Welcome to the world of Courtney Barnett. Actually, 'world' may be something of an overstatement - it's really more of an island, consisting of nothing more than the armchair and the blue-and-green rug featured on the cover of her debut album:
And what does Barnett do on this island? Well, sometimes she sits and thinks; sometimes she just sits.
Either way, the important thing is that this space allows her to get away from the madness of modern existence. It's the same kind of retreat as the one sought by Oliver Paul, the stressed-out white collar who decides to skip work in Elevator Operator, the first track on Sometimes I Sit...

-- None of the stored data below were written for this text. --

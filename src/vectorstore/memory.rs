//! In-memory `VectorStore` fake used by indexer/retrieval/query-engine
//! tests (§9: no network calls in tests). Cosine similarity computed
//! directly over stored f32 vectors.

use std::collections::HashMap;
use std::sync::RwLock;

use async_trait::async_trait;

use crate::errors::{CoreError, CoreResult};

use super::{MetadataFilter, VectorItem, VectorMatch, VectorStats, VectorStore};

#[derive(Clone)]
struct StoredItem {
    vector: Vec<f32>,
    metadata: HashMap<String, String>,
}

pub struct InMemoryVectorStore {
    namespaces: RwLock<HashMap<String, HashMap<String, StoredItem>>>,
    dims: RwLock<HashMap<String, usize>>,
}

impl InMemoryVectorStore {
    pub fn new() -> Self {
        InMemoryVectorStore {
            namespaces: RwLock::new(HashMap::new()),
            dims: RwLock::new(HashMap::new()),
        }
    }
}

impl Default for InMemoryVectorStore {
    fn default() -> Self {
        Self::new()
    }
}

fn cosine(a: &[f32], b: &[f32]) -> f32 {
    let dot: f32 = a.iter().zip(b).map(|(x, y)| x * y).sum();
    let norm_a: f32 = a.iter().map(|x| x * x).sum::<f32>().sqrt();
    let norm_b: f32 = b.iter().map(|x| x * x).sum::<f32>().sqrt();
    if norm_a == 0.0 || norm_b == 0.0 {
        0.0
    } else {
        dot / (norm_a * norm_b)
    }
}

#[async_trait]
impl VectorStore for InMemoryVectorStore {
    async fn ensure_index(&self, namespace: &str, dim: usize, _metric: &str) -> CoreResult<()> {
        let mut dims = self.dims.write().unwrap();
        if let Some(existing) = dims.get(namespace) {
            if *existing != dim {
                return Err(CoreError::DimensionMismatch {
                    expected: *existing,
                    actual: dim,
                });
            }
        } else {
            dims.insert(namespace.to_string(), dim);
        }
        self.namespaces
            .write()
            .unwrap()
            .entry(namespace.to_string())
            .or_default();
        Ok(())
    }

    async fn upsert(&self, namespace: &str, items: Vec<VectorItem>) -> CoreResult<()> {
        let mut namespaces = self.namespaces.write().unwrap();
        let table = namespaces.entry(namespace.to_string()).or_default();
        for item in items {
            table.insert(
                item.id,
                StoredItem {
                    vector: item.vector,
                    metadata: item.metadata,
                },
            );
        }
        Ok(())
    }

    async fn delete_by_ids(&self, namespace: &str, ids: &[String]) -> CoreResult<()> {
        if let Some(table) = self.namespaces.write().unwrap().get_mut(namespace) {
            for id in ids {
                table.remove(id);
            }
        }
        Ok(())
    }

    async fn delete_by_filter(&self, namespace: &str, filter: MetadataFilter<'_>) -> CoreResult<()> {
        if let Some(table) = self.namespaces.write().unwrap().get_mut(namespace) {
            table.retain(|_, item| !filter(&item.metadata));
        }
        Ok(())
    }

    async fn delete_namespace(&self, namespace: &str) -> CoreResult<()> {
        self.namespaces.write().unwrap().remove(namespace);
        Ok(())
    }

    async fn query(
        &self,
        namespace: &str,
        vector: &[f32],
        top_k: usize,
        filter: Option<MetadataFilter<'_>>,
    ) -> CoreResult<Vec<VectorMatch>> {
        let namespaces = self.namespaces.read().unwrap();
        let Some(table) = namespaces.get(namespace) else {
            return Ok(Vec::new());
        };
        let mut scored: Vec<VectorMatch> = table
            .iter()
            .filter(|(_, item)| filter.map(|f| f(&item.metadata)).unwrap_or(true))
            .map(|(id, item)| VectorMatch {
                id: id.clone(),
                score: cosine(vector, &item.vector),
                metadata: item.metadata.clone(),
            })
            .collect();
        scored.sort_by(|a, b| b.score.partial_cmp(&a.score).unwrap_or(std::cmp::Ordering::Equal));
        scored.truncate(top_k);
        Ok(scored)
    }

    async fn get_by_ids(&self, namespace: &str, ids: &[String]) -> CoreResult<Vec<VectorMatch>> {
        let namespaces = self.namespaces.read().unwrap();
        let Some(table) = namespaces.get(namespace) else {
            return Ok(Vec::new());
        };
        Ok(ids
            .iter()
            .filter_map(|id| {
                table.get(id).map(|item| VectorMatch {
                    id: id.clone(),
                    score: 0.0,
                    metadata: item.metadata.clone(),
                })
            })
            .collect())
    }

    async fn stats(&self, namespace: &str) -> CoreResult<VectorStats> {
        let count = self
            .namespaces
            .read()
            .unwrap()
            .get(namespace)
            .map(|t| t.len())
            .unwrap_or(0);
        Ok(VectorStats { vector_count: count })
    }
}

#[cfg(test)]
mod tests {
    use super::*;

    fn item(id: &str, vector: Vec<f32>) -> VectorItem {
        VectorItem {
            id: id.to_string(),
            vector,
            metadata: HashMap::new(),
        }
    }

    #[tokio::test]
    async fn upsert_then_query_returns_in_score_order() {
        let store = InMemoryVectorStore::new();
        store.ensure_index("ns", 2, "cosine").await.unwrap();
        store
            .upsert(
                "ns",
                vec![item("a", vec![1.0, 0.0]), item("b", vec![0.0, 1.0]), item("c", vec![0.9, 0.1])],
            )
            .await
            .unwrap();

        let results = store.query("ns", &[1.0, 0.0], 2, None).await.unwrap();
        assert_eq!(results.len(), 2);
        assert_eq!(results[0].id, "a");
    }

    #[tokio::test]
    async fn idempotent_upsert_keeps_single_entry() {
        let store = InMemoryVectorStore::new();
        store.ensure_index("ns", 2, "cosine").await.unwrap();
        store.upsert("ns", vec![item("a", vec![1.0, 0.0])]).await.unwrap();
        store.upsert("ns", vec![item("a", vec![1.0, 0.0])]).await.unwrap();
        let stats = store.stats("ns").await.unwrap();
        assert_eq!(stats.vector_count, 1);
    }

    #[tokio::test]
    async fn dimension_mismatch_is_rejected() {
        let store = InMemoryVectorStore::new();
        store.ensure_index("ns", 2, "cosine").await.unwrap();
        let err = store.ensure_index("ns", 3, "cosine").await.unwrap_err();
        assert!(matches!(err, CoreError::DimensionMismatch { .. }));
    }

    #[tokio::test]
    async fn delete_namespace_clears_all_vectors() {
        let store = InMemoryVectorStore::new();
        store.ensure_index("ns", 2, "cosine").await.unwrap();
        store.upsert("ns", vec![item("a", vec![1.0, 0.0])]).await.unwrap();
        store.delete_namespace("ns").await.unwrap();
        let stats = store.stats("ns").await.unwrap();
        assert_eq!(stats.vector_count, 0);
    }
}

Mr Paul's getaway takes the form of a high-rise rooftop (he's not planning to jump; he's just there to get some clarity and imagine he's playing SimCity); his author seems to be searching for a slightly cosier nook*, but ultimately, both Courtney Barnett and Oliver Paul have roughly the same goal.
And that goal is to escape all the drag-ya-down nonsense and find something simple, something easy, something removed from all the guff that clutters up our lives these days. This stuff is all over Sometimes I Sit..., and Barnett sounds distinctly uneasy about all of it, from the nicotine-stuffed apples mentioned in Dead Fox to the coffee shops that crowd the landscape described in Depreston.
Throughout this album, it's made clear (via the ever-reliable medium of perky indie rock) that Courtney Barnett's ambitions closely mirror those of the very first person mentioned in the album's very first song. Both she and Oliver Paul are simply looking for somewhere to sit and build pyramids out of Coke cans instead of worrying about computers and additives and death by lorry drivers who don't indicate.
If you're weary of all that stuff too, you'll love Sometimes I Sit And Think, And Sometimes I Just Sit. It doesn't exactly offer any solutions, but you'll at least be able to spend some quality time in the company of someone who feels the same way.
*"I'd rather stay in bed with the rain over my head," she sings in Nobody Really Cares If You Don't Go To The Party.